### WORK INSTRUCTION
Stop after the line with "pub enum CaptureErrorKind"; until then, please copy every line of the records word for word from the first.

[Collected data entries]
####

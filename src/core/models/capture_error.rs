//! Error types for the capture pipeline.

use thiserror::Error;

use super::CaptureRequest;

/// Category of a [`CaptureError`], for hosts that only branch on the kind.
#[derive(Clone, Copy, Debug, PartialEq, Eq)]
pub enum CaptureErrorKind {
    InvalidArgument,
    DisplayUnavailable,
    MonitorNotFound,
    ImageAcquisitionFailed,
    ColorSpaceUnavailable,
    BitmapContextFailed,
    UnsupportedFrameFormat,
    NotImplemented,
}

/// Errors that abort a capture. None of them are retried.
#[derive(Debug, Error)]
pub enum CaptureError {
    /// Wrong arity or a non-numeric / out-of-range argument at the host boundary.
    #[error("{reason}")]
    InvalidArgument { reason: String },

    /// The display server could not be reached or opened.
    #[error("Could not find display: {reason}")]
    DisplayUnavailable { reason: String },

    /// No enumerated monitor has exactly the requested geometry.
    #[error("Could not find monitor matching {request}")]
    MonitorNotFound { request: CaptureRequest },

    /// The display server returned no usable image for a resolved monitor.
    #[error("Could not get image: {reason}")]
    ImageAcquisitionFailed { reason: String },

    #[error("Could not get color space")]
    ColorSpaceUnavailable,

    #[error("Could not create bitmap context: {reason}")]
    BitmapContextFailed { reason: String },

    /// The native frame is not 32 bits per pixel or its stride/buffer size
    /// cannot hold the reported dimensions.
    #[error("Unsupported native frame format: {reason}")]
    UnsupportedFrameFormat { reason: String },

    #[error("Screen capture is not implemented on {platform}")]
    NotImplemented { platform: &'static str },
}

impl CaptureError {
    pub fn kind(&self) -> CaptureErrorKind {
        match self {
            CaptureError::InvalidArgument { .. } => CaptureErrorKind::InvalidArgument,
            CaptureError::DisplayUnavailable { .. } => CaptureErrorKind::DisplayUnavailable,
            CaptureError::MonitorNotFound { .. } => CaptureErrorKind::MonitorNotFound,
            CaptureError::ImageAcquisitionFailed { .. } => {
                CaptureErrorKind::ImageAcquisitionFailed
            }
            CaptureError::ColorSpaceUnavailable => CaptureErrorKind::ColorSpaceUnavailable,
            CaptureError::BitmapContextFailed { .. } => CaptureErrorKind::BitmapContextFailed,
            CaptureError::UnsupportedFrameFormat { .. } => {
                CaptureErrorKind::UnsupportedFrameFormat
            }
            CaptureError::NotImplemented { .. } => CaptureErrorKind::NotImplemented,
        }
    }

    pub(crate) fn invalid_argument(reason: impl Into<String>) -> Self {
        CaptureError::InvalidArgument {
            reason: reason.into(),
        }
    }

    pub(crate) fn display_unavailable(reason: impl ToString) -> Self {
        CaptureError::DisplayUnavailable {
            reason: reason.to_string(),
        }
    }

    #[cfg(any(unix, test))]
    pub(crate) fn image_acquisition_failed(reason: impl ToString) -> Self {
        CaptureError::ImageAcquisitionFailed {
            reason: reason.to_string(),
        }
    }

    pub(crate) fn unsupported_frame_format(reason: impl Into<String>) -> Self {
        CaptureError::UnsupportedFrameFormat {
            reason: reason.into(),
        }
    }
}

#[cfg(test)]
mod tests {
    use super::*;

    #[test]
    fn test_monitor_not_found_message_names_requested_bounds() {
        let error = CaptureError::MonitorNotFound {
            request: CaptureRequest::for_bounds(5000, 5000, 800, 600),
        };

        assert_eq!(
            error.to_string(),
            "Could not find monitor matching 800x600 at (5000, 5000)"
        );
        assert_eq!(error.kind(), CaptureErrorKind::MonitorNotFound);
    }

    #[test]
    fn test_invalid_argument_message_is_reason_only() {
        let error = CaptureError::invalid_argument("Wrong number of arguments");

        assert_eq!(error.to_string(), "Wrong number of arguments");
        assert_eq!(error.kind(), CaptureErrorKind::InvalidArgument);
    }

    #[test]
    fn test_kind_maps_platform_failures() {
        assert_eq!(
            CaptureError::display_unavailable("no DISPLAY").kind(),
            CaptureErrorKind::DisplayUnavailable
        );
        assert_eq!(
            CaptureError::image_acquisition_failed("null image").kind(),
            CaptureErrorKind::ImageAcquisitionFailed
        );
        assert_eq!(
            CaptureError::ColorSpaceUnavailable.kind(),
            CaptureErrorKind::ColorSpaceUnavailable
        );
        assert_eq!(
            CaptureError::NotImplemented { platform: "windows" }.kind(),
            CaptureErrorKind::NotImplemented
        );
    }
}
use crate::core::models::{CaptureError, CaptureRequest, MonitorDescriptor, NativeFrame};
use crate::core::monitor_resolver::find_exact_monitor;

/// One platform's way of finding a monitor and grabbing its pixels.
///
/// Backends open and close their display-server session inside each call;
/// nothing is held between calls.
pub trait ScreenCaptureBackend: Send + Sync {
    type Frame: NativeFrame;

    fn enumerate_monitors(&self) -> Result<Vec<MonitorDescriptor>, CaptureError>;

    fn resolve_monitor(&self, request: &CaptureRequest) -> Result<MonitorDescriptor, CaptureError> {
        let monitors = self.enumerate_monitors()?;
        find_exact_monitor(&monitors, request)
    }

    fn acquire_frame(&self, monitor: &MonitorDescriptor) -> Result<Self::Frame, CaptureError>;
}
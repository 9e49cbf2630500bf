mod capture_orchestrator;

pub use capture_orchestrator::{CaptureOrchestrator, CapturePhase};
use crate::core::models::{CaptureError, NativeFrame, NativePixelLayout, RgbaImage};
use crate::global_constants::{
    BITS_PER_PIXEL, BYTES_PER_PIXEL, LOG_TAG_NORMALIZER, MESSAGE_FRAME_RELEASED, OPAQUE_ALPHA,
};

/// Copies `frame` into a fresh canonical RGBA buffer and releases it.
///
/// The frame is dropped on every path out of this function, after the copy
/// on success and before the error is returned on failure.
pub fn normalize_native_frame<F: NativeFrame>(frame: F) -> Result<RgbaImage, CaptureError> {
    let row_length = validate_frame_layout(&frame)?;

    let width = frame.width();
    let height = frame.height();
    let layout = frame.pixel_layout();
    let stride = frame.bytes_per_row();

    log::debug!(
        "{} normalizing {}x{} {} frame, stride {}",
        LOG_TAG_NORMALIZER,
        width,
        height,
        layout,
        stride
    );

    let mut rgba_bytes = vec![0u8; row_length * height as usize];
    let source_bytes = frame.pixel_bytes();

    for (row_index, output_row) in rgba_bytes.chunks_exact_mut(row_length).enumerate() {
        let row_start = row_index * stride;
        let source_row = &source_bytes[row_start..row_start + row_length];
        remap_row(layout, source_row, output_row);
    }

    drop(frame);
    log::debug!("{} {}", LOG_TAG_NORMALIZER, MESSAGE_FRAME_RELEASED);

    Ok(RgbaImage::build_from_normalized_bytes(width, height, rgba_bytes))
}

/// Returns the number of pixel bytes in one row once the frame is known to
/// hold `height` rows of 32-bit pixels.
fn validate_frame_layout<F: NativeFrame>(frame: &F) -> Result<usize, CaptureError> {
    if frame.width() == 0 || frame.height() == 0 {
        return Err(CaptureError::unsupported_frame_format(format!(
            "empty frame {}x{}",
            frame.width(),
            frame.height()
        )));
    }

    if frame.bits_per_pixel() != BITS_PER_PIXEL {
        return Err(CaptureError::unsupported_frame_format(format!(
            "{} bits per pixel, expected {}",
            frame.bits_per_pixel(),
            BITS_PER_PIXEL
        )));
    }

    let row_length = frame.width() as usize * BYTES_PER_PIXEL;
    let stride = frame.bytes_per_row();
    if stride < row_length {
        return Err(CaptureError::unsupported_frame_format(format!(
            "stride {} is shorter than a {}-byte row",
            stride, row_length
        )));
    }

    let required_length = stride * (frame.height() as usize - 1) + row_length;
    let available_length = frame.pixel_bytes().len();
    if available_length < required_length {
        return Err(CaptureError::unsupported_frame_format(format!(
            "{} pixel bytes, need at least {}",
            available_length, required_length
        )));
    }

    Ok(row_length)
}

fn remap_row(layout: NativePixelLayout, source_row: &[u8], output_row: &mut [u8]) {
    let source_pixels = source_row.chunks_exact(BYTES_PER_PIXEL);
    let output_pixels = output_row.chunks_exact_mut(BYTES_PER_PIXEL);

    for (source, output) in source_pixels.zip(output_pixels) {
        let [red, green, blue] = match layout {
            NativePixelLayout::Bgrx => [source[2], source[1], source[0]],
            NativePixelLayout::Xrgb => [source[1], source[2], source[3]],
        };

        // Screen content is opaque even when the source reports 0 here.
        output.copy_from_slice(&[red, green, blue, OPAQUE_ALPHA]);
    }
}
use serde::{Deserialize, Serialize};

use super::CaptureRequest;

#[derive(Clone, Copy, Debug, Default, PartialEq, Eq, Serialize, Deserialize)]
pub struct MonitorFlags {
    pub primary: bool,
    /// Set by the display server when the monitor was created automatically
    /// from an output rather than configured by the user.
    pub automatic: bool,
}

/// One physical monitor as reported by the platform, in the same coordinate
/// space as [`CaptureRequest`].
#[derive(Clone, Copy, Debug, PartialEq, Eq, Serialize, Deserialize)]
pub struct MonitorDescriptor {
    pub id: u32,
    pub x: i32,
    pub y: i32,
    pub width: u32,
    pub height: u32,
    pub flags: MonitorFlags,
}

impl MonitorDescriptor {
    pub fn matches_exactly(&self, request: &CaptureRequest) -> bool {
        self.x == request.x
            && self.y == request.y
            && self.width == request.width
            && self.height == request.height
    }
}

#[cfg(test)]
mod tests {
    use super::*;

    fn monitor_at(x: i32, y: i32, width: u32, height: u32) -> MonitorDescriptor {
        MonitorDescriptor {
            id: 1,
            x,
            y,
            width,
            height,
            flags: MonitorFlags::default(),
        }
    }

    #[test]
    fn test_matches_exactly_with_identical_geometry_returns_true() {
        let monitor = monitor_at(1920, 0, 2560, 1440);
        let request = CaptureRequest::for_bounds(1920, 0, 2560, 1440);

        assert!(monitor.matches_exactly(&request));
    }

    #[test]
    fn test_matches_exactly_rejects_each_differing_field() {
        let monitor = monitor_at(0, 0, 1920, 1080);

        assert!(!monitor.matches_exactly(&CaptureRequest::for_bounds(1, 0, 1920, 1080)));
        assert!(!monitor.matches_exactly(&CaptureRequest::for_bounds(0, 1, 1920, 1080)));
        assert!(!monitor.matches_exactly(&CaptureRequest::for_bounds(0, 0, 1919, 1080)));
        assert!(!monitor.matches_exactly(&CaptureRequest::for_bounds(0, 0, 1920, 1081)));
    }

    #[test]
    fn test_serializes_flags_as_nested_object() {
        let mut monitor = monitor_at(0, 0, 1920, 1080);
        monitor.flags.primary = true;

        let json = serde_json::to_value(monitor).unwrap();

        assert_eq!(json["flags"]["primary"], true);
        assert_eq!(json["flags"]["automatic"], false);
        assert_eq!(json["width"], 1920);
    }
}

####

### RESPONSE BOX
filename src/core/models/capture_error.rs
//! Error types for the capture pipeline.

use thiserror::Error;

use super::CaptureRequest;

/// Category of a [`CaptureError`], for hosts that only branch on the kind.
#[derive(Clone, Copy, Debug, PartialEq, Eq)]
pub enum CaptureErrorKind {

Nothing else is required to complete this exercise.